(RECORD SET Opens)

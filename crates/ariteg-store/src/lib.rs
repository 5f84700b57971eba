//! Object model and backing storage for Ariteg.
//!
//! This crate defines what Ariteg stores and the contract a backing store
//! must satisfy. Every node -- blob, list, tree, commit -- is an immutable
//! byte string keyed by its multihash.
//!
//! # Object Types
//!
//! - blob -- raw chunk bytes, stored as-is and addressed by their digest
//! - [`List`] -- ordered links whose contents concatenate into one stream
//! - [`Tree`] -- ordered `(name, link)` entries
//! - [`Commit`] -- root link, parent commits, and metadata
//!
//! # Storage Backends
//!
//! All backends implement the [`ObjectStore`] trait:
//!
//! - [`InMemoryObjectStore`] -- `HashMap`-based store for tests and embedding
//! - [`FsObjectStore`] -- one file per object under a root directory
//! - [`ZstdObjectStore`] -- wraps another store and compresses what it commits
//!
//! # Design Rules
//!
//! 1. Objects are immutable once written (content-addressing guarantees this).
//! 2. `put` is idempotent: writing the same digest twice is a no-op.
//! 3. Concurrent reads are always safe (objects are immutable).
//! 4. The store never interprets object contents -- it is a pure key-value store.
//! 5. All I/O errors are propagated, never silently ignored.

pub mod compress;
pub mod error;
pub mod fs;
pub mod memory;
pub mod object;
pub mod traits;

// Re-export primary types at crate root for ergonomic imports.
pub use compress::ZstdObjectStore;
pub use error::{StoreError, StoreResult};
pub use fs::FsObjectStore;
pub use memory::InMemoryObjectStore;
pub use object::{Commit, List, Node, Tree, TreeEntry};
pub use traits::ObjectStore;
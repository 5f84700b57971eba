use std::collections::HashMap;
use std::sync::atomic::{AtomicU64, Ordering};
use std::sync::RwLock;

use ariteg_types::{Multihash, StorageStatus};

use crate::error::StoreResult;
use crate::traits::ObjectStore;

struct MemoryEntry {
    data: Vec<u8>,
    status: Option<StorageStatus>,
}

/// In-memory, HashMap-based object store.
///
/// Intended for tests and embedding. All objects are held in memory behind a
/// `RwLock` for safe concurrent access. Besides the [`ObjectStore`] contract
/// it lets tests pin a [`StorageStatus`] on an object and overwrite stored
/// bytes to simulate corruption.
pub struct InMemoryObjectStore {
    objects: RwLock<HashMap<Multihash, MemoryEntry>>,
    writes: AtomicU64,
}

impl InMemoryObjectStore {
    /// Create a new empty in-memory store.
    pub fn new() -> Self {
        Self {
            objects: RwLock::new(HashMap::new()),
            writes: AtomicU64::new(0),
        }
    }

    /// Number of objects currently stored.
    pub fn len(&self) -> usize {
        self.objects.read().expect("lock poisoned").len()
    }

    /// Returns `true` if the store is empty.
    pub fn is_empty(&self) -> bool {
        self.objects.read().expect("lock poisoned").is_empty()
    }

    /// Total bytes across all stored objects.
    pub fn total_bytes(&self) -> u64 {
        self.objects
            .read()
            .expect("lock poisoned")
            .values()
            .map(|entry| entry.data.len() as u64)
            .sum()
    }

    /// Number of `put` calls that actually stored new bytes.
    pub fn write_count(&self) -> u64 {
        self.writes.load(Ordering::SeqCst)
    }

    /// Pin the status reported for an object. Returns `false` if the object
    /// does not exist.
    pub fn set_status(&self, digest: &Multihash, status: StorageStatus) -> bool {
        match self.objects.write().expect("lock poisoned").get_mut(digest) {
            Some(entry) => {
                entry.status = Some(status);
                true
            }
            None => false,
        }
    }

    /// Overwrite the bytes behind `digest`, bypassing idempotence.
    ///
    /// Simulates bit rot or a misbehaving backend.
    pub fn replace_raw(&self, digest: &Multihash, data: Vec<u8>) {
        let mut map = self.objects.write().expect("lock poisoned");
        map.insert(digest.clone(), MemoryEntry { data, status: None });
    }
}

impl Default for InMemoryObjectStore {
    fn default() -> Self {
        Self::new()
    }
}

impl ObjectStore for InMemoryObjectStore {
    fn exists(&self, digest: &Multihash) -> StoreResult<bool> {
        let map = self.objects.read().expect("lock poisoned");
        Ok(map.contains_key(digest))
    }

    fn put(&self, digest: &Multihash, data: &[u8]) -> StoreResult<()> {
        let mut map = self.objects.write().expect("lock poisoned");
        // Idempotent: the same digest always maps to the same content.
        map.entry(digest.clone()).or_insert_with(|| {
            self.writes.fetch_add(1, Ordering::SeqCst);
            MemoryEntry {
                data: data.to_vec(),
                status: None,
            }
        });
        Ok(())
    }

    fn get(&self, digest: &Multihash) -> StoreResult<Option<Vec<u8>>> {
        let map = self.objects.read().expect("lock poisoned");
        Ok(map.get(digest).map(|entry| entry.data.clone()))
    }

    fn delete(&self, digest: &Multihash) -> StoreResult<bool> {
        let mut map = self.objects.write().expect("lock poisoned");
        Ok(map.remove(digest).is_some())
    }

    fn status(&self, digest: &Multihash) -> StoreResult<Option<StorageStatus>> {
        let map = self.objects.read().expect("lock poisoned");
        Ok(map.get(digest).map(|entry| {
            entry
                .status
                .unwrap_or_else(|| StorageStatus::permanent(entry.data.len() as i64))
        }))
    }
}

impl std::fmt::Debug for InMemoryObjectStore {
    fn fmt(&self, f: &mut std::fmt::Formatter<'_>) -> std::fmt::Result {
        let count = self.len();
        f.debug_struct("InMemoryObjectStore")
            .field("object_count", &count)
            .finish()
    }
}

(RECORD SET Closes)

**PROBLEM TO WORK ON**
In the records above, the line with "never silently ignored." marks the start and the line with "pub use compress::ZstdObjectStore;" marks the end; copy that stretch exactly, both lines included, and nothing else.

**RESPONSE AREA**
//! 5. All I/O errors are propagated, never silently ignored.

pub mod compress;
pub mod error;
pub mod fs;
pub mod memory;
pub mod object;
pub mod traits;

// Re-export primary types at crate root for ergonomic imports.
pub use compress::ZstdObjectStore;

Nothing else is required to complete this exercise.